INSTRUCTIONS FOR THE TASK
The answer must consist of every record, printed exactly as it stands.

(SUPPLIED RECORDS begins)

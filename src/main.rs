//! Main application entry point (CLI binary).
//!
//! This is a thin wrapper around the `corsmisc` library that handles:
//! - Command-line argument parsing
//! - Logger initialization
//! - Exit status
//!
//! All core functionality is implemented in the library crate.

use anyhow::{Context, Result};
use clap::Parser;
use std::process;

use corsmisc::cli::Cli;
use corsmisc::initialization::init_logger_with;
use corsmisc::run_scan;

#[tokio::main]
async fn main() -> Result<()> {
    let config = Cli::parse().into_config();

    init_logger_with(
        config.log_level.clone().into(),
        config.log_format.clone(),
        !config.no_color,
    )
    .context("Failed to initialize logger")?;

    match run_scan(config).await {
        Ok(report) => {
            if let Some(path) = &report.output_path {
                eprintln!(
                    "{} finding{} saved in {}",
                    report.results.len(),
                    if report.results.len() == 1 { "" } else { "s" },
                    path.display()
                );
            }
            Ok(())
        }
        Err(e) => {
            eprintln!("corsmisc error: {:#}", e);
            process::exit(1);
        }
    }
}
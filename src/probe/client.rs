//! Probe request client.

use log::trace;
use reqwest::header::ORIGIN;
use reqwest::Method;

use crate::config::{
    Config, HEADER_ACCESS_CONTROL_ALLOW_CREDENTIALS, HEADER_ACCESS_CONTROL_ALLOW_ORIGIN,
};
use crate::error_handling::InitializationError;
use crate::initialization::init_probe_client;

/// The CORS response headers of one probe. Status and body are irrelevant.
#[derive(Debug, Clone, Default, PartialEq, Eq)]
pub struct ProbeResponse {
    /// `Access-Control-Allow-Origin`, if present.
    pub acao: Option<String>,
    /// `Access-Control-Allow-Credentials`, if present.
    pub acac: Option<String>,
}

impl ProbeResponse {
    /// Extracts the CORS headers; only the first value of each header counts.
    pub fn from_headers(headers: &reqwest::header::HeaderMap) -> Self {
        let get = |name: &str| {
            headers
                .get(name)
                .map(|v| String::from_utf8_lossy(v.as_bytes()).into_owned())
        };
        Self {
            acao: get(HEADER_ACCESS_CONTROL_ALLOW_ORIGIN),
            acac: get(HEADER_ACCESS_CONTROL_ALLOW_CREDENTIALS),
        }
    }

    /// `true` when ACAO is byte-identical to the origin that was sent.
    pub fn reflects(&self, origin: &str) -> bool {
        self.acao.as_deref() == Some(origin)
    }
}

/// Sends one request per candidate origin. Owned by a single worker.
#[derive(Debug, Clone)]
pub struct ProbeClient {
    client: reqwest::Client,
    method: Method,
}

impl ProbeClient {
    pub fn new(client: reqwest::Client, method: Method) -> Self {
        Self { client, method }
    }

    /// Builds a client from the run configuration.
    ///
    /// # Errors
    ///
    /// Returns `InitializationError` for an invalid method, header, or proxy.
    pub fn from_config(config: &Config) -> Result<Self, InitializationError> {
        Ok(Self::new(init_probe_client(config)?, config.http_method()?))
    }

    pub fn method(&self) -> &Method {
        &self.method
    }

    /// Sends the configured method to `url` with `Origin: origin`.
    ///
    /// The body is drained and discarded; a failure while draining does not
    /// invalidate headers that were already received.
    ///
    /// # Errors
    ///
    /// Returns the transport error (timeout, connect, TLS handshake, ...). The
    /// caller decides whether to skip the candidate.
    pub async fn send(&self, url: &str, origin: &str) -> Result<ProbeResponse, reqwest::Error> {
        let response = self
            .client
            .request(self.method.clone(), url)
            .header(ORIGIN, origin)
            .send()
            .await?;

        trace!("{} {} (Origin: {origin}) -> {}", self.method, url, response.status());

        let probe = ProbeResponse::from_headers(response.headers());
        if let Err(e) = response.bytes().await {
            trace!("Discarding unreadable body from {url}: {e}");
        }
        Ok(probe)
    }
}
//! Error handling and processing statistics.
//!
//! This module provides:
//! - Error type definitions for initialization, targets, input and export
//! - Categorization of transport errors
//! - Per-worker processing counters
//!
//! Only input and export errors stop a run; everything else is counted and
//! skipped.

mod categorization;
mod stats;
mod types;

// Re-export public API
pub use categorization::categorize_reqwest_error;
pub use stats::ProcessingStats;
pub use types::{ErrorType, ExportError, InitializationError, InputError, TargetError};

(SUPPLIED RECORDS ends)

REPLY TO THE EXERCISE
filename src/main.rs
//! Main application entry point (CLI binary).
//!
//! This is a thin wrapper around the `corsmisc` library that handles:
//! - Command-line argument parsing
//! - Logger initialization
//! - Exit status
//!
//! All core functionality is implemented in the library crate.

use anyhow::{Context, Result};
use clap::Parser;
use std::process;

use corsmisc::cli::Cli;
use corsmisc::initialization::init_logger_with;
use corsmisc::run_scan;

#[tokio::main]
async fn main() -> Result<()> {
    let config = Cli::parse().into_config();

    init_logger_with(
        config.log_level.clone().into(),
        config.log_format.clone(),
        !config.no_color,
    )
    .context("Failed to initialize logger")?;

    match run_scan(config).await {
        Ok(report) => {
            if let Some(path) = &report.output_path {
                eprintln!(
                    "{} finding{} saved in {}",
                    report.results.len(),
                    if report.results.len() == 1 { "" } else { "s" },
                    path.display()
                );
            }
            Ok(())
        }
        Err(e) => {
            eprintln!("corsmisc error: {:#}", e);
            process::exit(1);
        }
    }
}
filename src/probe/client.rs
//! Probe request client.

use log::trace;
use reqwest::header::ORIGIN;
use reqwest::Method;

use crate::config::{
    Config, HEADER_ACCESS_CONTROL_ALLOW_CREDENTIALS, HEADER_ACCESS_CONTROL_ALLOW_ORIGIN,
};
use crate::error_handling::InitializationError;
use crate::initialization::init_probe_client;

/// The CORS response headers of one probe. Status and body are irrelevant.
#[derive(Debug, Clone, Default, PartialEq, Eq)]
pub struct ProbeResponse {
    /// `Access-Control-Allow-Origin`, if present.
    pub acao: Option<String>,
    /// `Access-Control-Allow-Credentials`, if present.
    pub acac: Option<String>,
}

impl ProbeResponse {
    /// Extracts the CORS headers; only the first value of each header counts.
    pub fn from_headers(headers: &reqwest::header::HeaderMap) -> Self {
        let get = |name: &str| {
            headers
                .get(name)
                .map(|v| String::from_utf8_lossy(v.as_bytes()).into_owned())
        };
        Self {
            acao: get(HEADER_ACCESS_CONTROL_ALLOW_ORIGIN),
            acac: get(HEADER_ACCESS_CONTROL_ALLOW_CREDENTIALS),
        }
    }

    /// `true` when ACAO is byte-identical to the origin that was sent.
    pub fn reflects(&self, origin: &str) -> bool {
        self.acao.as_deref() == Some(origin)
    }
}

/// Sends one request per candidate origin. Owned by a single worker.
#[derive(Debug, Clone)]
pub struct ProbeClient {
    client: reqwest::Client,
    method: Method,
}

impl ProbeClient {
    pub fn new(client: reqwest::Client, method: Method) -> Self {
        Self { client, method }
    }

    /// Builds a client from the run configuration.
    ///
    /// # Errors
    ///
    /// Returns `InitializationError` for an invalid method, header, or proxy.
    pub fn from_config(config: &Config) -> Result<Self, InitializationError> {
        Ok(Self::new(init_probe_client(config)?, config.http_method()?))
    }

    pub fn method(&self) -> &Method {
        &self.method
    }

    /// Sends the configured method to `url` with `Origin: origin`.
    ///
    /// The body is drained and discarded; a failure while draining does not
    /// invalidate headers that were already received.
    ///
    /// # Errors
    ///
    /// Returns the transport error (timeout, connect, TLS handshake, ...). The
    /// caller decides whether to skip the candidate.
    pub async fn send(&self, url: &str, origin: &str) -> Result<ProbeResponse, reqwest::Error> {
        let response = self
            .client
            .request(self.method.clone(), url)
            .header(ORIGIN, origin)
            .send()
            .await?;

        trace!("{} {} (Origin: {origin}) -> {}", self.method, url, response.status());

        let probe = ProbeResponse::from_headers(response.headers());
        if let Err(e) = response.bytes().await {
            trace!("Discarding unreadable body from {url}: {e}");
        }
        Ok(probe)
    }
}
//! Error handling and processing statistics.
//!
//! This module provides:
//! - Error type definitions for initialization, targets, input and export
//! - Categorization of transport errors
//! - Per-worker processing counters
//!
//! Only input and export errors stop a run; everything else is counted and
//! skipped.

mod categorization;
mod stats;
mod types;

// Re-export public API
pub use categorization::categorize_reqwest_error;
pub use stats::ProcessingStats;
pub use types::{ErrorType, ExportError, InitializationError, InputError, TargetError};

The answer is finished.